What you should do:
Select the lines of the records containing the word "place" and list them.

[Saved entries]

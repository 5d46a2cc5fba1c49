//! Action Registry
//!
//! An ordered registry of named operations over one value type. Plain
//! functions are inserted as-is; [`Actions::decorate`] wraps every plain
//! entry into a [`Runner`] in place, skipping entries that are already
//! wrapped, so observers can then be attached by name.

use std::fmt::Debug;
use std::sync::{Arc, RwLock};

use indexmap::IndexMap;
use tracing::debug;

use crate::error::Error;

use super::core::{Dispatch, Runner};

enum Entry<T>
where
    T: Clone + Send + Sync + 'static,
{
    Plain(Arc<dyn Fn(&T) -> T + Send + Sync>),
    Wrapped(Runner<T, T>),
}

/// A name-keyed, order-preserving set of operations `T -> T`.
pub struct Actions<T>
where
    T: Clone + Send + Sync + 'static,
{
    entries: RwLock<IndexMap<String, Entry<T>>>,
}

impl<T> Actions<T>
where
    T: Clone + Send + Sync + 'static,
{
    /// Create an empty registry.
    pub fn new() -> Self {
        Self {
            entries: RwLock::new(IndexMap::new()),
        }
    }

    /// Insert a plain function under a name. It stays unobservable until
    /// [`Actions::decorate`] wraps it.
    pub fn insert<F>(&self, name: &str, action: F)
    where
        F: Fn(&T) -> T + Send + Sync + 'static,
    {
        self.entries
            .write()
            .expect("entries lock poisoned")
            .insert(name.to_owned(), Entry::Plain(Arc::new(action)));
    }

    /// Insert an already-wrapped runner under a name.
    pub fn insert_runner(&self, name: &str, runner: Runner<T, T>) {
        self.entries
            .write()
            .expect("entries lock poisoned")
            .insert(name.to_owned(), Entry::Wrapped(runner));
    }

    /// Wrap every plain entry into a runner, in place. Entries already
    /// wrapped are left untouched. Returns how many entries were wrapped.
    pub fn decorate(&self) -> usize {
        let mut entries = self.entries.write().expect("entries lock poisoned");
        let mut wrapped = 0;
        for (name, entry) in entries.iter_mut() {
            if let Entry::Plain(action) = entry {
                let action = action.clone();
                *entry = Entry::Wrapped(Runner::new(move |arg: &T| Dispatch::Value(action(arg))));
                debug!(action = name.as_str(), "plain action wrapped");
                wrapped += 1;
            }
        }
        wrapped
    }

    /// Look up the runner for a decorated action.
    pub fn runner(&self, name: &str) -> Result<Runner<T, T>, Error> {
        match self.entries.read().expect("entries lock poisoned").get(name) {
            Some(Entry::Wrapped(runner)) => Ok(runner.clone()),
            Some(Entry::Plain(_)) => Err(Error::PlainAction(name.to_owned())),
            None => Err(Error::UnknownAction(name.to_owned())),
        }
    }

    /// Invoke a decorated action by name.
    pub fn call(&self, name: &str, arg: T) -> Result<Option<Dispatch<T>>, Error> {
        Ok(self.runner(name)?.call(arg))
    }

    /// Check whether a name is registered (wrapped or not).
    pub fn contains(&self, name: &str) -> bool {
        self.entries
            .read()
            .expect("entries lock poisoned")
            .contains_key(name)
    }

    /// Get the number of registered actions.
    pub fn len(&self) -> usize {
        self.entries.read().expect("entries lock poisoned").len()
    }

    /// Check whether the registry is empty.
    pub fn is_empty(&self) -> bool {
        self.len() == 0
    }
}

impl<T> Default for Actions<T>
where
    T: Clone + Send + Sync + 'static,
{
    fn default() -> Self {
        Self::new()
    }
}

impl<T> Debug for Actions<T>
where
    T: Clone + Send + Sync + 'static,
{
    fn fmt(&self, f: &mut std::fmt::Formatter<'_>) -> std::fmt::Result {
        f.debug_struct("Actions").field("len", &self.len()).finish()
    }
}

Result below:
//! entry into a [`Runner`] in place, skipping entries that are already
    /// Wrap every plain entry into a runner, in place. Entries already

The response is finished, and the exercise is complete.